6. Harry Connick Jr. : Ok, deservedly, Harry Connick Jr. deserves to be on the top of this list, hands down. But first of all, he’s not Indie, and second of all…well I can’t think of a 2nd of all.

5. Johnny Boyd, Indigo Swing: (see comments for Connick Jr., Harry). Even more so, tragically, Johnny no longer sings for Indigo Swing. Which is odd…how can a band lose a guy commonly referred to as “The Voice”?

4. Rivers Cuomo, Weezer. Don’t know what it is, but I can’t get over the raw clarity and emotion of Rivers’ voice. My favorite example is on a live session their new song Miss Sweeney.

3. Steven Page/Ed Roberts, Barenaked Ladies: Rarely does a band have one good lead singer, let alone two. Ed is the charismatic voice, the accessible voice in a “You could be my best friend” sort of way. Steve is the powerhouse. If you’ve ever been to a BNL concert, you’d know what I’m talking out. He can simply BELT out some powerful melodies.

2. Danny Elfman, Oingo Boingo.
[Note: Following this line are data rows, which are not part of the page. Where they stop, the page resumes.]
//! Pre-computed attack tables for move generation and attack detection.
//!
//! Leaper attacks (knight, king, pawn) are constant tables evaluated at compile
//! time. Slider attacks use magic bitboards: for every square each subset of the
//! relevant occupancy mask is hashed with `(subset * magic) >> (64 - bits)` into a
//! shared attack table, filled once from the ray-cast attacks below. The same
//! initialization builds the between/line tables used for pins and check blocks.

use std::sync::OnceLock;

use crate::bitboard::Bitboard;
use crate::types::{Color, PieceKind};

/// Pre-computed knight attacks for each square.
pub static KNIGHT_ATTACKS: [Bitboard; 64] = {
    let mut attacks = [Bitboard::EMPTY; 64];
    let mut sq = 0u8;
    while sq < 64 {
        let b = 1u64 << sq;
        let mut result = 0u64;
        result |= (b << 17) & Bitboard::NOT_FILE_A.0;
        result |= (b << 15) & Bitboard::NOT_FILE_H.0;
        result |= (b << 10) & Bitboard::NOT_FILE_AB.0;
        result |= (b << 6) & Bitboard::NOT_FILE_GH.0;
        result |= (b >> 6) & Bitboard::NOT_FILE_AB.0;
        result |= (b >> 10) & Bitboard::NOT_FILE_GH.0;
        result |= (b >> 15) & Bitboard::NOT_FILE_A.0;
        result |= (b >> 17) & Bitboard::NOT_FILE_H.0;
        attacks[sq as usize] = Bitboard(result);
        sq += 1;
    }
    attacks
};

/// Pre-computed king attacks for each square.
pub static KING_ATTACKS: [Bitboard; 64] = {
    let mut attacks = [Bitboard::EMPTY; 64];
    let mut sq = 0u8;
    while sq < 64 {
        let b = 1u64 << sq;
        let mut result = (b << 8) | (b >> 8);
        result |= ((b << 1) | (b << 9) | (b >> 7)) & Bitboard::NOT_FILE_A.0;
        result |= ((b >> 1) | (b << 7) | (b >> 9)) & Bitboard::NOT_FILE_H.0;
        attacks[sq as usize] = Bitboard(result);
        sq += 1;
    }
    attacks
};

/// Pawn capture targets, indexed by `[color][square]`.
pub static PAWN_ATTACKS: [[Bitboard; 64]; 2] = {
    let mut attacks = [[Bitboard::EMPTY; 64]; 2];
    let mut sq = 0u8;
    while sq < 64 {
        let b = 1u64 << sq;
        attacks[0][sq as usize] =
            Bitboard(((b << 9) & Bitboard::NOT_FILE_A.0) | ((b << 7) & Bitboard::NOT_FILE_H.0));
        attacks[1][sq as usize] =
            Bitboard(((b >> 7) & Bitboard::NOT_FILE_A.0) | ((b >> 9) & Bitboard::NOT_FILE_H.0));
        sq += 1;
    }
    attacks
};

#[inline(always)]
pub fn pawn_attacks(sq: u8, color: Color) -> Bitboard {
    PAWN_ATTACKS[color.idx()][sq as usize]
}

#[inline(always)]
pub fn knight_attacks(sq: u8) -> Bitboard {
    KNIGHT_ATTACKS[sq as usize]
}

#[inline(always)]
pub fn king_attacks(sq: u8) -> Bitboard {
    KING_ATTACKS[sq as usize]
}

// =============================================================================
// Ray-cast slider attacks (ground truth for the magic tables)
// =============================================================================

/// RAYS[direction][square] gives all squares in that direction from sq (not including sq).
/// Directions: 0=N, 1=NE, 2=E, 3=SE, 4=S, 5=SW, 6=W, 7=NW
pub static RAYS: [[Bitboard; 64]; 8] = {
    const STEPS: [(i8, i8); 8] = [
        (0, 1),
        (1, 1),
        (1, 0),
        (1, -1),
        (0, -1),
        (-1, -1),
        (-1, 0),
        (-1, 1),
    ];
    let mut rays = [[Bitboard::EMPTY; 64]; 8];
    let mut dir = 0;
    while dir < 8 {
        let (df, dr) = STEPS[dir];
        let mut sq = 0u8;
        while sq < 64 {
            let mut f = (sq % 8) as i8 + df;
            let mut r = (sq / 8) as i8 + dr;
            let mut bb = 0u64;
            while f >= 0 && f < 8 && r >= 0 && r < 8 {
                bb |= 1u64 << ((r * 8 + f) as u32);
                f += df;
                r += dr;
            }
            rays[dir][sq as usize] = Bitboard(bb);
            sq += 1;
        }
        dir += 1;
    }
    rays
};

/// Attacks along the given directions, stopping at (and including) the first blocker.
fn ray_cast(sq: u8, occupied: Bitboard, dirs: [usize; 4]) -> Bitboard {
    let mut attacks = Bitboard::EMPTY;
    for dir in dirs {
        let ray = RAYS[dir][sq as usize];
        let blockers = ray & occupied;
        if blockers.is_empty() {
            attacks |= ray;
            continue;
        }
        // N, NE, E and NW run toward higher squares; the rest toward lower ones.
        let blocker = if matches!(dir, 0 | 1 | 2 | 7) {
            blockers.0.trailing_zeros() as u8
        } else {
            63 - blockers.0.leading_zeros() as u8
        };
        attacks |= ray & !RAYS[dir][blocker as usize];
    }
    attacks
}

/// Bishop attacks computed by walking the rays.
pub fn bishop_attacks_slow(sq: u8, occupied: Bitboard) -> Bitboard {
    ray_cast(sq, occupied, [1, 3, 5, 7])
}

/// Rook attacks computed by walking the rays.
pub fn rook_attacks_slow(sq: u8, occupied: Bitboard) -> Bitboard {
    ray_cast(sq, occupied, [0, 2, 4, 6])
}

// =============================================================================
// Magic bitboards
// =============================================================================

const ROOK_MAGICS: [u64; 64] = [
    0x0480084000812010, 0x0040001000C12000, 0x0200104A00824020, 0x8880100028002580,
    0x2080140008000280, 0x0100010006080400, 0x01004A0000810004, 0x008002A841000080,
    0x0021800140002081, 0x000C401001402000, 0x0852004020108200, 0x00560020400A0011,
    0x8008800401800802, 0x1209000A04010028, 0x2043001600090004, 0x0404800080104900,
    0x1080004002A00040, 0x0050004000482000, 0x000088802000D000, 0x0101808010000806,
    0x08A2020020440890, 0x0001010002040008, 0x1500840002080190, 0x0010020004008041,
    0x008004414000E000, 0x0020200080804000, 0x0020200080801000, 0x0208080080100080,
    0x8040440080800800, 0x00280400801A0080, 0x0010051400481026, 0x1580800C80024500,
    0x008000400AC02001, 0x0001008202004264, 0x090011C305002000, 0x0000880084801000,
    0x0200040080804800, 0x0002001102000C08, 0x0C0910480C000201, 0x0000800840800300,
    0x0080248840088000, 0x2018200050084000, 0x2800408200120020, 0x400010C20022000A,
    0x0A51010408010010, 0x0402001008C20044, 0x0801040200010100, 0x0400018244120001,
    0x8195018000402900, 0x2840804001002100, 0x0000801000200080, 0x1001300108008080,
    0x8025240080080080, 0x0209000208440100, 0x0021002482000100, 0x01A10000C601A100,
    0x0000508001A0C101, 0x4022542081004005, 0x02042042000A8052, 0x4000A06900045001,
    0x010200100C200802, 0x0003000802240005, 0x0080021008008104, 0x00028A4110840062,
];

const BISHOP_MAGICS: [u64; 64] = [
    0x0002101001004084, 0x0053B801C1020382, 0x0488109902080808, 0x01140416800004C0,
    0x000404A012000180, 0x4001046004000401, 0x000404040C040010, 0x2021450198200200,
    0x800220A00400C080, 0x0040100102408200, 0x0800080821022010, 0x0000040C28800002,
    0x20001404A0200200, 0x0304CC2404406212, 0x3825020202024002, 0x4160420220922810,
    0x0609011020180080, 0x0020020838808080, 0x0610000214001020, 0x0182000402120124,
    0x06160284010C0422, 0x0000200200842009, 0x0902000401010800, 0x0801601504110C08,
    0x00600C520A100440, 0x12501081042C1091, 0x1008020001040500, 0x8810040020440008,
    0x1002040082008605, 0x008041800100A001, 0x8020810101981802, 0x2401104101040890,
    0x0004044041A0A208, 0x08008C3021200A80, 0x2404020880A10400, 0x0404028180080200,
    0x10050104000E0120, 0x0210021021121001, 0x0406240100004844, 0x00C10504A2210400,
    0x0200843008104110, 0x2000B41008040200, 0x0000202130080800, 0x52502E2018002100,
    0x0107084208200400, 0x0020200141C0A081, 0x6060010200900200, 0x8801040109C20A02,
    0x802C1403880A0000, 0x0C80209828284000, 0x200002004A088209, 0x0808880221882010,
    0x2104801006020001, 0x080020201218808A, 0x28C942080A040880, 0x1020040082084044,
    0x004102480C041234, 0x00410F08C8040500, 0xA001000046180402, 0x4000041A08841C00,
    0x1040006044050400, 0x0000080461440102, 0x6250A02004408192, 0x014C0802C4008201,
];

#[derive(Clone, Copy, Debug, Default)]
struct Magic {
    mask: Bitboard,
    magic: u64,
    shift: u32,
    offset: usize,
}

impl Magic {
    #[inline(always)]
    fn index(&self, occupied: Bitboard) -> usize {
        self.offset + ((occupied.0 & self.mask.0).wrapping_mul(self.magic) >> self.shift) as usize
    }
}

/// Process-lifetime slider and ray tables.
pub struct AttackTables {
    bishop: [Magic; 64],
    rook: [Magic; 64],
    table: Vec<Bitboard>,
    between: Vec<[Bitboard; 64]>,
    line: Vec<[Bitboard; 64]>,
}

static TABLES: OnceLock<AttackTables> = OnceLock::new();

/// Builds the slider tables if they are not built yet.
///
/// Lookups initialize lazily as well; calling this up front keeps the one-time
/// cost out of the first search.
pub fn init() {
    tables();
}

#[inline(always)]
pub fn tables() -> &'static AttackTables {
    TABLES.get_or_init(AttackTables::build)
}

fn relevant_mask(sq: u8, dirs: [usize; 4]) -> Bitboard {
    let edges = |dir: usize| match dir {
        0 => Bitboard::RANK_8,
        2 => Bitboard::FILE_H,
        4 => Bitboard::RANK_1,
        6 => Bitboard::FILE_A,
        _ => Bitboard::RANK_1 | Bitboard::RANK_8 | Bitboard::FILE_A | Bitboard::FILE_H,
    };
    let mut mask = Bitboard::EMPTY;
    for dir in dirs {
        mask |= RAYS[dir][sq as usize] & !edges(dir);
    }
    mask
}

impl AttackTables {
    fn build() -> Self {
        let mut table = Vec::with_capacity(107_648);
        let bishop = Self::fill(&mut table, &BISHOP_MAGICS, [1, 3, 5, 7], bishop_attacks_slow);
        let rook = Self::fill(&mut table, &ROOK_MAGICS, [0, 2, 4, 6], rook_attacks_slow);

        let mut between = vec![[Bitboard::EMPTY; 64]; 64];
        let mut line = vec![[Bitboard::EMPTY; 64]; 64];
        for a in 0..64u8 {
            for b in 0..64u8 {
                if a == b {
                    continue;
                }
                let ends = Bitboard::from_square(a) | Bitboard::from_square(b);
                for slow in [bishop_attacks_slow, rook_attacks_slow] {
                    if slow(a, Bitboard::EMPTY).contains(b) {
                        line[a as usize][b as usize] =
                            (slow(a, Bitboard::EMPTY) & slow(b, Bitboard::EMPTY)) | ends;
                        between[a as usize][b as usize] = slow(a, Bitboard::from_square(b))
                            & slow(b, Bitboard::from_square(a));
                    }
                }
            }
        }

        Self {
            bishop,
            rook,
            table,
            between,
            line,
        }
    }

    /// Appends one piece type's attack sets to `table`, returning the per-square lookups.
    fn fill(
        table: &mut Vec<Bitboard>,
        magics: &[u64; 64],
        dirs: [usize; 4],
        slow: fn(u8, Bitboard) -> Bitboard,
    ) -> [Magic; 64] {
        let mut out = [Magic::default(); 64];
        for sq in 0..64u8 {
            let mask = relevant_mask(sq, dirs);
            let bits = mask.popcount();
            let magic = Magic {
                mask,
                magic: magics[sq as usize],
                shift: 64 - bits,
                offset: table.len(),
            };
            table.resize(table.len() + (1usize << bits), Bitboard::EMPTY);

            // Carry-Rippler walk over every subset of the mask, empty set first.
            let mut subset = Bitboard::EMPTY;
            loop {
                table[magic.index(subset)] = slow(sq, subset);
                subset = Bitboard(subset.0.wrapping_sub(mask.0) & mask.0);
                if subset.is_empty() {
                    break;
                }
            }
            out[sq as usize] = magic;
        }
        out
    }

    #[inline(always)]
    pub fn bishop(&self, sq: u8, occupied: Bitboard) -> Bitboard {
        self.table[self.bishop[sq as usize].index(occupied)]
    }

    #[inline(always)]
    pub fn rook(&self, sq: u8, occupied: Bitboard) -> Bitboard {
        self.table[self.rook[sq as usize].index(occupied)]
    }
}

#[inline(always)]
pub fn bishop_attacks(sq: u8, occupied: Bitboard) -> Bitboard {
    tables().bishop(sq, occupied)
}

#[inline(always)]
pub fn rook_attacks(sq: u8, occupied: Bitboard) -> Bitboard {
    tables().rook(sq, occupied)
}

#[inline(always)]
pub fn queen_attacks(sq: u8, occupied: Bitboard) -> Bitboard {
    let t = tables();
    t.bishop(sq, occupied) | t.rook(sq, occupied)
}

/// Squares strictly between `a` and `b` when they share a line, else empty.
#[inline(always)]
pub fn between(a: u8, b: u8) -> Bitboard {
    tables().between[a as usize][b as usize]
}

/// The full line through `a` and `b` (edge to edge) when aligned, else empty.
#[inline(always)]
pub fn line(a: u8, b: u8) -> Bitboard {
    tables().line[a as usize][b as usize]
}

/// Attack set of `kind` standing on `sq` for the given occupancy.
/// `color` only matters for pawns.
pub fn attacks_of(kind: PieceKind, color: Color, sq: u8, occupied: Bitboard) -> Bitboard {
    match kind {
        PieceKind::Pawn => pawn_attacks(sq, color),
        PieceKind::Knight => knight_attacks(sq),
        PieceKind::Bishop => bishop_attacks(sq, occupied),
        PieceKind::Rook => rook_attacks(sq, occupied),
        PieceKind::Queen => queen_attacks(sq, occupied),
        PieceKind::King => king_attacks(sq),
    }
}

#[cfg(test)]
#[path = "attacks_tests.rs"]
mod attacks_tests;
Yes, I know the Elf Man left singing on the radio for singing…and orchestrating…on the big screen, but his voice is still one of the very best AND most unique in all of music.

1. John Linell, They Might Be Giants: I love John’s voice. It’s raw. It’s even nasally. But it’s unique, and I can’t help but listen everytime I hear it. I love pointing out John Linell’s voice in obscure instances…like the Dunk’n Doughnuts new commercials, and even on PBS Kids in between shows.